> DATA SUPPLIED:
use scraper::{ElementRef, Html, Selector};

use crate::error::{LayoutError, Result};
use crate::links::LinkMap;
use crate::portal::Portal;

/// Visible text of an element with surrounding whitespace removed.
pub fn text(el: ElementRef) -> String {
    el.text().collect::<String>().trim().to_owned()
}

/// Text held directly by an element, ignoring anything inside its child elements.
pub fn own_text(el: ElementRef) -> String {
    el.children()
        .filter_map(|child| child.value().as_text())
        .map(|text| &**text)
        .collect::<String>()
        .trim()
        .to_owned()
}

/// The first element after `anchor` in document order (including `anchor`'s own descendants)
/// that matches `selector`.
pub fn following<'a>(
    document: &'a Html,
    anchor: ElementRef<'a>,
    selector: &Selector,
) -> Option<ElementRef<'a>> {
    document
        .root_element()
        .descendants()
        .skip_while(|node| node.id() != anchor.id())
        .skip(1)
        .filter_map(ElementRef::wrap)
        .find(|el| selector.matches(el))
}

pub fn href<'a>(link: ElementRef<'a>, element: &'static str) -> Result<&'a str, LayoutError> {
    link.value()
        .attr("href")
        .ok_or(LayoutError::MissingAttribute {
            element,
            attribute: "href",
        })
}

/// Builds a label to URL map from links, labelling each with `label` applied to its text.
pub fn link_map<'a>(
    links: impl IntoIterator<Item = ElementRef<'a>>,
    portal: &Portal,
    label: impl Fn(&str) -> &str,
) -> Result<LinkMap> {
    links
        .into_iter()
        .map(|link| {
            let url = portal.resolve(href(link, "a")?)?;
            let text = text(link);
            Ok((label(&text).trim().to_owned(), url))
        })
        .collect()
}
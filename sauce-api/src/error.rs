use std::path::PathBuf;

use reqwest::StatusCode;
use thiserror::Error;
use url::Url;

pub type Result<T, E = Error> = std::result::Result<T, E>;

#[derive(Debug, Error)]
pub enum Error {
    #[error("authentication failed")]
    Auth(#[from] AuthError),

    #[error("could not fetch {url}")]
    Fetch {
        url: Url,
        #[source]
        source: reqwest::Error,
    },

    #[error("portal layout mismatch")]
    Layout(#[from] LayoutError),

    #[error("could not find {kind} \"{name}\"")]
    NotFound { kind: &'static str, name: String },

    #[error("could not write `{}`", path.display())]
    Io {
        path: PathBuf,
        #[source]
        source: std::io::Error,
    },

    #[error("could not build HTTP client")]
    HttpClient(#[source] reqwest::Error),

    #[error("invalid URL")]
    Url(#[from] url::ParseError),
}

/// Failures of the SAML login handshake. Kept apart from [`Error::Fetch`] so callers can tell a
/// bad password from a flaky page load.
#[derive(Debug, Error)]
pub enum AuthError {
    #[error("identity provider answered the credential form with status {status}")]
    Rejected { status: StatusCode },

    #[error("identity provider response carried no SAML assertion")]
    MissingAssertion,

    #[error("service provider rejected the SAML assertion with status {status}")]
    RelayRejected { status: StatusCode },

    #[error("network failure during login")]
    Transport(#[from] reqwest::Error),
}

/// The page did not have the shape the portal schema expects.
#[derive(Debug, Error)]
pub enum LayoutError {
    #[error("{page} page has no element matching `{marker}`")]
    MissingElement {
        page: &'static str,
        marker: &'static str,
    },

    #[error("`{element}` has no `{attribute}` attribute")]
    MissingAttribute {
        element: &'static str,
        attribute: &'static str,
    },

    #[error("could not read {field} from \"{value}\"")]
    InvalidValue { field: &'static str, value: String },
}
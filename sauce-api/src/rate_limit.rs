use core::fmt;
use std::time::Duration;

use tokio::sync::{Mutex, MutexGuard};
use tokio::time::sleep;

/// Hands out one request builder at a time, pausing before each so the portal sees a polite,
/// strictly sequential client.
pub struct RateLimited<T> {
    t: Mutex<T>,
    delay: Duration,
}

impl<T> RateLimited<T> {
    pub fn new(t: T, delay: Duration) -> Self {
        Self {
            t: Mutex::new(t),
            delay,
        }
    }

    pub async fn get(&self) -> MutexGuard<'_, T> {
        let guard = self.t.lock().await;
        if !self.delay.is_zero() {
            sleep(self.delay).await;
        }
        guard
    }
}

impl<T: fmt::Debug> fmt::Debug for RateLimited<T> {
    fn fmt(&self, f: &mut fmt::Formatter) -> fmt::Result {
        f.debug_struct("RateLimited")
            .field("t", &self.t)
            .field("delay", &self.delay)
            .finish()
    }
}
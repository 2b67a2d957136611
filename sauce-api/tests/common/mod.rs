#![allow(dead_code)]

use std::time::Duration;

use mockito::{Matcher, Mock, ServerGuard};
use sauce_api::client::{Auth, Client, ClientSettings, Init};
use sauce_api::creds::Creds;
use sauce_api::portal::Portal;
use url::Url;

pub const ASSERTION: &str = "PHNhbWxwOlJlc3BvbnNlIElEPSJfMSI+";
pub const SESSION_COOKIE: &str = "_shibsession_sauce=c0ffee";

pub fn settings() -> ClientSettings {
    ClientSettings {
        request_delay: Duration::ZERO,
        ..ClientSettings::default()
    }
}

pub fn portal(server: &ServerGuard) -> Portal {
    Portal::new(Url::parse(&server.url()).unwrap())
}

pub fn client(server: &ServerGuard) -> Client<Init> {
    Client::new(portal(server), &settings()).unwrap()
}

pub fn creds() -> Creds {
    Creds::new("jdoe".to_owned(), "secret".to_owned())
}

pub fn url(server: &ServerGuard, path: &str) -> Url {
    portal(server).resolve(path).unwrap()
}

/// The login entry point redirects to the identity provider's form.
pub async fn login_entry(server: &mut ServerGuard) -> Vec<Mock> {
    let entry = server
        .mock("GET", "/login")
        .match_query(Matcher::UrlEncoded("came_from".into(), "/".into()))
        .with_status(302)
        .with_header("location", "/adfs/ls/?SAMLRequest=fZJBT8Mw")
        .create_async()
        .await;
    let form = server
        .mock("GET", "/adfs/ls/")
        .match_query(Matcher::Any)
        .with_status(200)
        .with_body(r#"<form method="post"><input name="UserName"></form>"#)
        .create_async()
        .await;
    vec![entry, form]
}

pub fn credential_form() -> Matcher {
    Matcher::AllOf(vec![
        Matcher::UrlEncoded("UserName".into(), "jdoe@UNI-MAINZ".into()),
        Matcher::UrlEncoded("Password".into(), "secret".into()),
        Matcher::UrlEncoded("Kmsi".into(), "true".into()),
        Matcher::UrlEncoded("AuthMethod".into(), "FormsAuthentication".into()),
    ])
}

pub fn assertion_form() -> String {
    format!(
        r#"<html><body onload="document.forms[0].submit()">
             <form method="post" action="/Shibboleth.sso/SAML2/POST">
               <input type="hidden" name="SAMLResponse" value="{ASSERTION}" />
             </form>
           </body></html>"#
    )
}

/// Mocks a complete, successful handshake.
pub async fn identity_provider(server: &mut ServerGuard) -> Vec<Mock> {
    let mut mocks = login_entry(server).await;
    mocks.push(
        server
            .mock("POST", "/adfs/ls/")
            .match_query(Matcher::Any)
            .match_body(credential_form())
            .with_status(200)
            .with_body(assertion_form())
            .create_async()
            .await,
    );
    mocks.push(
        server
            .mock("POST", "/Shibboleth.sso/SAML2/POST")
            .match_body(Matcher::UrlEncoded("SAMLResponse".into(), ASSERTION.into()))
            .with_status(200)
            .with_header("set-cookie", &format!("{SESSION_COOKIE}; Path=/"))
            .create_async()
            .await,
    );
    mocks
}

pub async fn logged_in(server: &mut ServerGuard) -> (Client<Auth>, Vec<Mock>) {
    let mocks = identity_provider(server).await;
    let client = client(server).login(&creds()).await.unwrap();
    (client, mocks)
}

pub const LISTING: &str = r#"
<html><body>
  <table>
    <thead><tr><th class="col_1">Id</th><th class="col_10">Grade</th></tr></thead>
    <tbody>
      <tr>
        <td class="col_0">
          <a href="/submissions/4711/show" title="Show">show</a>
          <a href="/submissions/4711/delete" class="btn btn-danger">delete</a>
        </td>
        <td class="col_1">4711</td>
        <td class="col_2">J Doe</td>
        <td class="col_3">Team 3</td>
        <td class="col_4"><a href="/assignments/31">Aufgabe 1</a></td>
        <td class="col_5">Java</td>
        <td class="col_6">2016-05-02 14:03:11</td>
        <td class="col_7">2016-05-03 09:12:45</td>
        <td class="col_8"><span>ok</span></td>
        <td class="col_9"><a href="/submissions/4711/judgement">Yes</a></td>
        <td class="col_10"><span>8.5</span></td>
      </tr>
      <tr>
        <td class="col_0">
          <a href="/submissions/4712/show" title="Show">show</a>
          <a href="/submissions/4712/delete" class="btn btn-danger">delete</a>
        </td>
        <td class="col_1">4712</td>
        <td class="col_2">J Doe</td>
        <td class="col_3">Team 3</td>
        <td class="col_4"><a href="/assignments/31">Aufgabe 1</a></td>
        <td class="col_5">Java</td>
        <td class="col_6">2016-05-04 10:00:00</td>
        <td class="col_7">2016-05-04 10:00:00</td>
        <td class="col_8"><span>fail</span></td>
        <td class="col_9"><a href="/submissions/4712/judgement">No</a></td>
        <td class="col_10"></td>
      </tr>
    </tbody>
  </table>
</body></html>
"#;
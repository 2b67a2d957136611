pub mod client;
pub mod creds;
pub mod download;
pub mod error;
pub mod links;
pub mod navigator;
pub mod portal;
pub mod rate_limit;
pub mod score;
pub mod submission;

#[cfg(test)]
mod fixtures;
mod util;

pub use error::{AuthError, Error, LayoutError, Result};
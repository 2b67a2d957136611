use std::collections::HashMap;
use std::io::ErrorKind;
use std::path::{Path, PathBuf};
use std::time::Duration;

use sauce_api::client::ClientSettings;
use sauce_api::creds::Creds;
use thiserror::Error;

pub const DEFAULT_CONFIG_PATH: &str = "configFile.cfg";

const USERNAME_KEY: &str = "UserName";
const PASSWORD_KEY: &str = "password";
const LESSON_KEY: &str = "lessonNumber";
const DOWNLOAD_PATH_KEY: &str = "downloadPath";
const REQUEST_DELAY_KEY: &str = "requestDelayMs";

#[derive(Debug, Error)]
pub enum ConfigError {
    #[error("config file `{}` does not exist", .0.display())]
    NotFound(PathBuf),

    #[error(
        "could not read config file `{}`, expected `KEY=value` lines without INI sections",
        path.display()
    )]
    Read {
        path: PathBuf,
        #[source]
        source: dotenvy::Error,
    },

    #[error("config has no `{0}` entry")]
    MissingKey(&'static str),

    #[error("config entry `{key}` has invalid value \"{value}\"")]
    InvalidValue { key: &'static str, value: String },
}

/// Settings read from a `KEY=value` file:
///
/// ```text
/// UserName=jdoe
/// password=hunter2
/// lessonNumber=3
/// downloadPath=/home/jdoe/sauce
/// # optional, milliseconds between requests
/// requestDelayMs=1000
/// ```
#[derive(Debug, Clone)]
pub struct Config {
    creds: Creds,
    lesson: String,
    download_path: PathBuf,
    request_delay: Duration,
}

impl Config {
    pub fn from_file(path: &Path) -> Result<Self, ConfigError> {
        let read_error = |source: dotenvy::Error| ConfigError::Read {
            path: path.to_owned(),
            source,
        };

        let entries = dotenvy::from_path_iter(path).map_err(|err| match err {
            dotenvy::Error::Io(io) if io.kind() == ErrorKind::NotFound => {
                ConfigError::NotFound(path.to_owned())
            }
            other => read_error(other),
        })?;
        let entries = entries
            .collect::<Result<HashMap<_, _>, _>>()
            .map_err(read_error)?;

        Self::from_entries(entries)
    }

    fn from_entries(mut entries: HashMap<String, String>) -> Result<Self, ConfigError> {
        let mut required =
            |key: &'static str| entries.remove(key).ok_or(ConfigError::MissingKey(key));

        let username = required(USERNAME_KEY)?;
        let password = required(PASSWORD_KEY)?;
        let lesson_number = required(LESSON_KEY)?;
        let download_path = required(DOWNLOAD_PATH_KEY)?;

        let lesson_number: u32 = lesson_number
            .trim()
            .parse()
            .map_err(|_| ConfigError::InvalidValue {
                key: LESSON_KEY,
                value: lesson_number.clone(),
            })?;

        let request_delay = match entries.remove(REQUEST_DELAY_KEY) {
            Some(millis) => millis
                .trim()
                .parse()
                .map(Duration::from_millis)
                .map_err(|_| ConfigError::InvalidValue {
                    key: REQUEST_DELAY_KEY,
                    value: millis.clone(),
                })?,
            None => ClientSettings::default().request_delay,
        };

        Ok(Self {
            creds: Creds::new(username, password),
            lesson: format!("Lesson {lesson_number}"),
            download_path: PathBuf::from(download_path),
            request_delay,
        })
    }

    pub fn creds(&self) -> &Creds {
        &self.creds
    }

    /// The lesson label as the portal shows it, e.g. `Lesson 3`.
    pub fn lesson(&self) -> &str {
        &self.lesson
    }

    pub fn download_path(&self) -> &Path {
        &self.download_path
    }

    pub fn client_settings(&self) -> ClientSettings {
        ClientSettings {
            request_delay: self.request_delay,
            ..ClientSettings::default()
        }
    }
}
use std::path::{Path, PathBuf};

use anyhow::{Context, Result};
use app_utils::{Config, DEFAULT_CONFIG_PATH, init_tracing, login, public_client};
use clap::{Parser, Subcommand};
use sauce_grabber::{download_sheet, own_submissions, scores};
use tracing::debug;

/// Lists, scores and downloads your SAUCE submissions.
#[derive(Debug, Parser)]
#[command(version, about)]
struct Args {
    /// `KEY=value` lines (no INI sections) with `UserName`, `password`, `lessonNumber` and
    /// `downloadPath`. Not read by `events`.
    #[arg(long, default_value = DEFAULT_CONFIG_PATH)]
    config: PathBuf,

    #[command(subcommand)]
    command: Command,
}

#[derive(Debug, Subcommand)]
enum Command {
    /// List the portal's current events. Needs no login and no config file.
    Events,
    /// Total grade per team over your submissions in an event.
    Scores {
        #[arg(long)]
        event: String,
        #[arg(long)]
        json: bool,
    },
    /// Your submissions in an event.
    Submissions {
        #[arg(long)]
        event: String,
        #[arg(long)]
        json: bool,
    },
    /// Download every submission of one sheet into the configured directory.
    Download {
        #[arg(long)]
        event: String,
        #[arg(long)]
        sheet: String,
    },
}

#[tokio::main]
async fn main() -> Result<()> {
    init_tracing();
    let args = Args::parse();

    match args.command {
        Command::Events => {
            let sauce = public_client()?;
            let events = sauce.get_events().await?;
            for (name, url) in events.iter() {
                println!("{name}\t{url}");
            }
        }
        Command::Scores { event, json } => {
            let config = load_config(&args.config)?;
            let sauce = login(&config).await?;
            let ledger = scores(&sauce, &event, config.lesson()).await?;
            if json {
                println!("{}", serde_json::to_string_pretty(&ledger)?);
            } else {
                print!("{ledger}");
            }
        }
        Command::Submissions { event, json } => {
            let config = load_config(&args.config)?;
            let sauce = login(&config).await?;
            let submissions = own_submissions(&sauce, &event, config.lesson()).await?;
            if json {
                println!("{}", serde_json::to_string_pretty(&submissions)?);
            } else {
                for submission in &submissions {
                    println!("{submission}");
                }
            }
        }
        Command::Download { event, sheet } => {
            let config = load_config(&args.config)?;
            let sauce = login(&config).await?;
            println!("Downloading submissions from {event} {sheet}");
            let summary = download_sheet(
                &sauce,
                &event,
                &sheet,
                config.lesson(),
                config.download_path(),
            )
            .await?;
            println!(
                "Downloaded {} submissions to {}",
                summary.downloaded,
                config.download_path().display()
            );
            if summary.failed > 0 {
                anyhow::bail!("{} submissions could not be downloaded", summary.failed);
            }
        }
    }

    Ok(())
}

fn load_config(path: &Path) -> Result<Config> {
    let config = Config::from_file(path)
        .with_context(|| format!("could not load config from `{}`", path.display()))?;
    debug!(?config, "loaded config");
    Ok(config)
}
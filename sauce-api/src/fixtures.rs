//! HTML builders for tests, shaped like the portal's submissions listing.

use scraper::Html;

use crate::portal::Portal;
use crate::submission::{Submission, parse_submissions};

#[derive(Debug, Clone)]
pub struct RowFixture {
    id: String,
    user: String,
    team: String,
    grade: Option<String>,
    judgement: String,
}

impl RowFixture {
    pub fn new(id: &str) -> Self {
        Self {
            id: id.to_owned(),
            user: "Max Mustermann".to_owned(),
            team: "Team 1".to_owned(),
            grade: None,
            judgement: "No".to_owned(),
        }
    }

    pub fn user(mut self, user: &str) -> Self {
        self.user = user.to_owned();
        self
    }

    pub fn team(mut self, team: &str) -> Self {
        self.team = team.to_owned();
        self
    }

    pub fn grade(mut self, grade: &str) -> Self {
        self.grade = Some(grade.to_owned());
        self
    }

    pub fn judgement(mut self, judgement: &str) -> Self {
        self.judgement = judgement.to_owned();
        self
    }

    fn html(&self) -> String {
        // The portal puts a comma inside multi-part ids; keep the raw id out of the URL.
        let slug: String = self.id.chars().filter(char::is_ascii_digit).collect();
        let grade = self
            .grade
            .as_ref()
            .map(|grade| format!(r#"<span class="badge">{grade}</span>"#))
            .unwrap_or_default();

        format!(
            r#"
            <tr>
              <td class="col_0">
                <a href="/submissions/{slug}/show" title="Show">show</a>
                <a href="/submissions/{slug}/edit" title="Edit">edit</a>
                <a href="/submissions/{slug}/delete" class="btn btn-danger">delete</a>
              </td>
              <td class="col_1">{id}</td>
              <td class="col_2">{user}</td>
              <td class="col_3">{team}</td>
              <td class="col_4"><a href="/events/7/sheets/5/assignments/31">Aufgabe 1</a></td>
              <td class="col_5">Java</td>
              <td class="col_6">2016-05-02 14:03:11</td>
              <td class="col_7">2016-05-03 09:12:45</td>
              <td class="col_8"><span class="label label-success">ok</span></td>
              <td class="col_9"><a href="/submissions/{slug}/judgement">{judgement}</a></td>
              <td class="col_10">{grade}</td>
            </tr>
            "#,
            id = self.id,
            user = self.user,
            team = self.team,
            judgement = self.judgement,
        )
    }
}

pub fn listing(rows: &[RowFixture]) -> String {
    let rows: String = rows.iter().map(RowFixture::html).collect();
    format!(
        r#"
        <html><body>
          <table class="table">
            <thead>
              <tr>
                <th class="col_0"></th><th class="col_1">Id</th><th class="col_2">User</th>
                <th class="col_3">Team</th><th class="col_4">Assignment</th>
                <th class="col_5">Language</th><th class="col_6">Created</th>
                <th class="col_7">Modified</th><th class="col_8">Result</th>
                <th class="col_9">Judgement</th><th class="col_10">Grade</th>
              </tr>
            </thead>
            <tbody>{rows}</tbody>
          </table>
        </body></html>
        "#
    )
}

pub fn submissions(rows: &[RowFixture]) -> Vec<Submission> {
    parse_submissions(&Html::parse_document(&listing(rows)), &Portal::default()).unwrap()
}
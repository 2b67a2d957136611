use indexmap::IndexMap;
use url::Url;

use crate::error::{Error, Result};

/// Display names of portal entries (events, sheets, assignments, lessons) mapped to the pages they
/// link to, in the order they appear on the page. A repeated name keeps its first position and
/// takes the URL of its last occurrence.
#[derive(Debug, Clone, Default, PartialEq, Eq)]
pub struct LinkMap {
    links: IndexMap<String, Url>,
}

impl LinkMap {
    pub fn new() -> Self {
        Self::default()
    }

    pub fn insert(&mut self, label: String, url: Url) {
        self.links.insert(label, url);
    }

    pub fn get(&self, label: &str) -> Option<&Url> {
        self.links.get(label)
    }

    /// Like [`LinkMap::get`], but reports which kind of entry was missing.
    pub fn find(&self, kind: &'static str, label: &str) -> Result<&Url> {
        self.get(label).ok_or_else(|| Error::NotFound {
            kind,
            name: label.to_owned(),
        })
    }

    pub fn iter(&self) -> impl Iterator<Item = (&str, &Url)> {
        self.links.iter().map(|(label, url)| (label.as_str(), url))
    }

    pub fn labels(&self) -> impl Iterator<Item = &str> {
        self.links.keys().map(String::as_str)
    }

    pub fn len(&self) -> usize {
        self.links.len()
    }

    pub fn is_empty(&self) -> bool {
        self.links.is_empty()
    }
}

impl FromIterator<(String, Url)> for LinkMap {
    fn from_iter<I: IntoIterator<Item = (String, Url)>>(iter: I) -> Self {
        let mut map = Self::new();
        for (label, url) in iter {
            map.insert(label, url);
        }
        map
    }
}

> PROBLEM DETAILS: Among the records, find each line where the word "span" occurs, and copy it.

> WRITTEN REPLY:
        <td class="col_8"><span>ok</span></td>
        <td class="col_10"><span>8.5</span></td>
        <td class="col_8"><span>fail</span></td>
            .map(|grade| format!(r#"<span class="badge">{grade}</span>"#))
              <td class="col_8"><span class="label label-success">ok</span></td>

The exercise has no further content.